Which leads us directly into …

3. You don’t know how to keep information private.

35 million compromised South Korean national ID numbers is more than half the population of South Korea. People use the Internet a lot! We’ve known since July of this year that the United States Office of Personnel Management lost 21.5 million personnel records, including confidential information, to a data breach. The State of Georgia lost the private data, including Social Security numbers, of over six million citizens. (There are 10 million people in Georgia, so they’re almost up there with South Korea.) And people honestly think we can keep track of three hundred million records? Sorry, not buying it. As cyber attacks go, data breaches are some of the easiest to get away with, because our existing laws don’t truly incentivize the government to be careful with people’s data. If you’re in favor of key escrow, are you sure you really want to put the keys to everyone’s online purchasing and online messaging in a vault and then hand the keys to the vault to these jokers? An uncompromised key escrow vault is only a key escrow vault that hasn’t been compromised yet.

4. You already have more information than you can use.

Despite the calls to increase the reach of the surveillance state that immediately followed the Paris attacks earlier this month, there is absolutely no evidence that further surveillance would have thwarted the attackers or indeed that the attackers were using encryption at all. If you’re going to go through everyone’s encrypted communications, you still have to sort through the enormous haystack of perfectly harmless Facebook and WhatsApp chats, PayPal purchases, emails, and other communications that you think your terror needle is hiding in. Good luck with that. I work in natural language processing, specifically natural language semantics — the problem of getting computers to figure out what a written passage means — and the field is definitely not there yet. Sussing out meaning even in a single problem domain, like medicine, is a fiendishly difficult problem. If your policy decisions rely on the availability of general AI, your policy is going to fail. And since we’ve already established that the bad guys won’t even use your fancy key escrow system, your policy is about sifting through a stack of all hay and no needles to begin with. How does this help anyone?
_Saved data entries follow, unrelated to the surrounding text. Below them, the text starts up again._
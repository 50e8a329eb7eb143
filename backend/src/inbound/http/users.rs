//! Account endpoints.
//!
//! ```text
//! POST /api/auth/register {"displayName":"Dara","phoneNumber":"012345678","password":"..."}
//! POST /api/auth/login    {"phoneNumber":"012345678","password":"..."}
//! POST /api/auth/logout
//! GET  /api/auth/me
//! ```

use actix_web::{HttpResponse, get, post, web};
use serde::{Deserialize, Serialize};
use serde_json::{Value, json};
use utoipa::ToSchema;

use crate::domain::{
    Error, FieldViolation, LoginCredentials, LoginValidationError, SellerProfile,
    SellerRegistration,
};
use crate::inbound::http::ApiResult;
use crate::inbound::http::error::ErrorResponseSchema;
use crate::inbound::http::session::SessionContext;
use crate::inbound::http::state::HttpState;

/// Registration request body.
#[derive(Debug, Deserialize, Serialize, ToSchema)]
#[serde(rename_all = "camelCase")]
pub struct RegisterRequest {
    /// Display name shown on listings.
    pub display_name: String,
    /// Phone number used to log in.
    pub phone_number: String,
    /// Plain-text password; hashed before storage.
    pub password: String,
}

/// Login request body.
#[derive(Debug, Deserialize, Serialize, ToSchema)]
#[serde(rename_all = "camelCase")]
pub struct LoginRequest {
    /// Phone number matched against any of the account's phone columns.
    pub phone_number: String,
    /// Password to verify.
    pub password: String,
}

/// Public profile of the authenticated seller.
#[derive(Debug, Serialize, ToSchema)]
#[serde(rename_all = "camelCase")]
pub struct ProfileResponse {
    /// Seller identifier.
    pub id: i64,
    /// Display name.
    pub display_name: String,
    /// Primary phone number.
    pub phone_number: String,
}

impl From<SellerProfile> for ProfileResponse {
    fn from(profile: SellerProfile) -> Self {
        Self {
            id: profile.id.get(),
            display_name: profile.display_name,
            phone_number: profile.phone_number,
        }
    }
}

fn violations_error(violations: &[FieldViolation]) -> Error {
    let errors: Vec<Value> = violations.iter().map(FieldViolation::to_json).collect();
    Error::invalid_request("registration validation failed")
        .with_details(json!({ "errors": errors }))
}

fn map_login_validation_error(err: &LoginValidationError) -> Error {
    match err {
        LoginValidationError::EmptyPhoneNumber => {
            Error::invalid_request("phone number must not be empty")
                .with_details(json!({ "field": "phoneNumber", "code": "required" }))
        }
        LoginValidationError::EmptyPassword => Error::invalid_request("password must not be empty")
            .with_details(json!({ "field": "password", "code": "required" })),
    }
}

/// Create an account and start a session.
#[utoipa::path(
    post,
    path = "/api/auth/register",
    request_body = RegisterRequest,
    responses(
        (status = 201, description = "Account created", body = ProfileResponse,
            headers(("Set-Cookie" = String, description = "Session cookie"))),
        (status = 400, description = "Validation failed", body = ErrorResponseSchema)
    ),
    tags = ["auth"],
    operation_id = "register",
    security([])
)]
#[post("/register")]
pub async fn register(
    state: web::Data<HttpState>,
    session: SessionContext,
    payload: web::Json<RegisterRequest>,
) -> ApiResult<HttpResponse> {
    let payload = payload.into_inner();
    let registration =
        SellerRegistration::try_from_parts(&payload.display_name, &payload.phone_number, &payload.password)
            .map_err(|violations| violations_error(&violations))?;
    let profile = state.auth.register(&registration).await?;
    session.persist_user(profile.id)?;
    Ok(HttpResponse::Created().json(ProfileResponse::from(profile)))
}

/// Authenticate and establish a session.
#[utoipa::path(
    post,
    path = "/api/auth/login",
    request_body = LoginRequest,
    responses(
        (status = 200, description = "Login success", body = ProfileResponse,
            headers(("Set-Cookie" = String, description = "Session cookie"))),
        (status = 400, description = "Invalid request", body = ErrorResponseSchema),
        (status = 401, description = "Invalid credentials", body = ErrorResponseSchema)
    ),
    tags = ["auth"],
    operation_id = "login",
    security([])
)]
#[post("/login")]
pub async fn login(
    state: web::Data<HttpState>,
    session: SessionContext,
    payload: web::Json<LoginRequest>,
) -> ApiResult<HttpResponse> {
    let credentials = LoginCredentials::try_from_parts(&payload.phone_number, &payload.password)
        .map_err(|err| map_login_validation_error(&err))?;
    let profile = state.auth.authenticate(&credentials).await?;
    session.persist_user(profile.id)?;
    Ok(HttpResponse::Ok().json(ProfileResponse::from(profile)))
}

/// End the session.
#[utoipa::path(
    post,
    path = "/api/auth/logout",
    responses(
        (status = 200, description = "Session cleared")
    ),
    tags = ["auth"],
    operation_id = "logout",
    security(("SessionCookie" = []))
)]
#[post("/logout")]
pub async fn logout(session: SessionContext) -> HttpResponse {
    session.clear();
    HttpResponse::Ok().finish()
}

/// The authenticated caller's own profile.
#[utoipa::path(
    get,
    path = "/api/auth/me",
    responses(
        (status = 200, description = "Caller profile", body = ProfileResponse),
        (status = 401, description = "Unauthorised", body = ErrorResponseSchema)
    ),
    tags = ["auth"],
    operation_id = "currentUser",
    security(("SessionCookie" = []))
)]
#[get("/me")]
pub async fn current_user(
    state: web::Data<HttpState>,
    session: SessionContext,
) -> ApiResult<web::Json<ProfileResponse>> {
    let id = session.require_user_id()?;
    let profile = state
        .auth
        .profile(id)
        .await?
        .ok_or_else(|| Error::unauthorized("login required"))?;
    Ok(web::Json(profile.into()))
}
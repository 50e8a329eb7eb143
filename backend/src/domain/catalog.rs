//! Category hierarchy types and the cascading listing filter.
//!
//! The hierarchy is MainCategory → SubCategory → Brand. A product references
//! its subcategory and brand directly; the main category is derived
//! transitively through the subcategory.

use crate::domain::listing::LookupRef;

/// Optional filter parameters accepted by the public listing endpoint.
///
/// Filters cascade rather than combine: the most specific supplied filter
/// wins and the broader ones are ignored.
#[derive(Debug, Clone, Copy, Default, PartialEq, Eq)]
pub struct ListingFilter {
    /// Filter by main category (least specific).
    pub main_category_id: Option<i64>,
    /// Filter by subcategory.
    pub sub_category_id: Option<i64>,
    /// Filter by brand (most specific).
    pub brand_id: Option<i64>,
}

/// The single category constraint a [`ListingFilter`] resolves to.
#[derive(Debug, Clone, Copy, PartialEq, Eq)]
pub enum CategoryScope {
    /// Brand filter supplied; supersedes everything broader.
    Brand(i64),
    /// Subcategory filter supplied and no brand filter.
    SubCategory(i64),
    /// Only a main-category filter supplied; must be expanded to the set of
    /// subcategories underneath it before querying products.
    MainCategory(i64),
    /// No category filter at all.
    All,
}

impl ListingFilter {
    /// Resolve the precedence rule: brand over subcategory over main
    /// category, never a combination.
    pub fn scope(&self) -> CategoryScope {
        if let Some(brand_id) = self.brand_id {
            CategoryScope::Brand(brand_id)
        } else if let Some(sub_category_id) = self.sub_category_id {
            CategoryScope::SubCategory(sub_category_id)
        } else if let Some(main_category_id) = self.main_category_id {
            CategoryScope::MainCategory(main_category_id)
        } else {
            CategoryScope::All
        }
    }
}

/// The concrete product-table constraint handed to the listing repository
/// once any main-category expansion has happened.
#[derive(Debug, Clone, PartialEq, Eq)]
pub enum CategorySelection {
    /// Products of one brand.
    Brand(i64),
    /// Products of one subcategory.
    SubCategory(i64),
    /// Products of any of the given subcategories.
    SubCategoryIn(Vec<i64>),
    /// No category constraint.
    All,
}

/// A main category together with its subcategories, for the category picker.
#[derive(Debug, Clone, PartialEq, Eq)]
pub struct MainCategoryNode {
    /// Main category identifier.
    pub id: i64,
    /// Display name.
    pub name: String,
    /// Subcategories underneath this main category.
    pub sub_categories: Vec<LookupRef>,
}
I could go on, and perhaps I will, if journalists and politicians can get it into their heads that banging their heads against the same wall they’ve been banging them into since 1993 isn’t going to get them any better results. “Impossible to do securely,” when you’re talking about a security system, means impossible full stop. Backdoored encryption is not a viable solution, for technological reasons. The fact that the reasons key escrow is not a viable solution are partially social does not make it any less impossible of a solution. Give the public and the business world a break, America, and stop calling for either of them.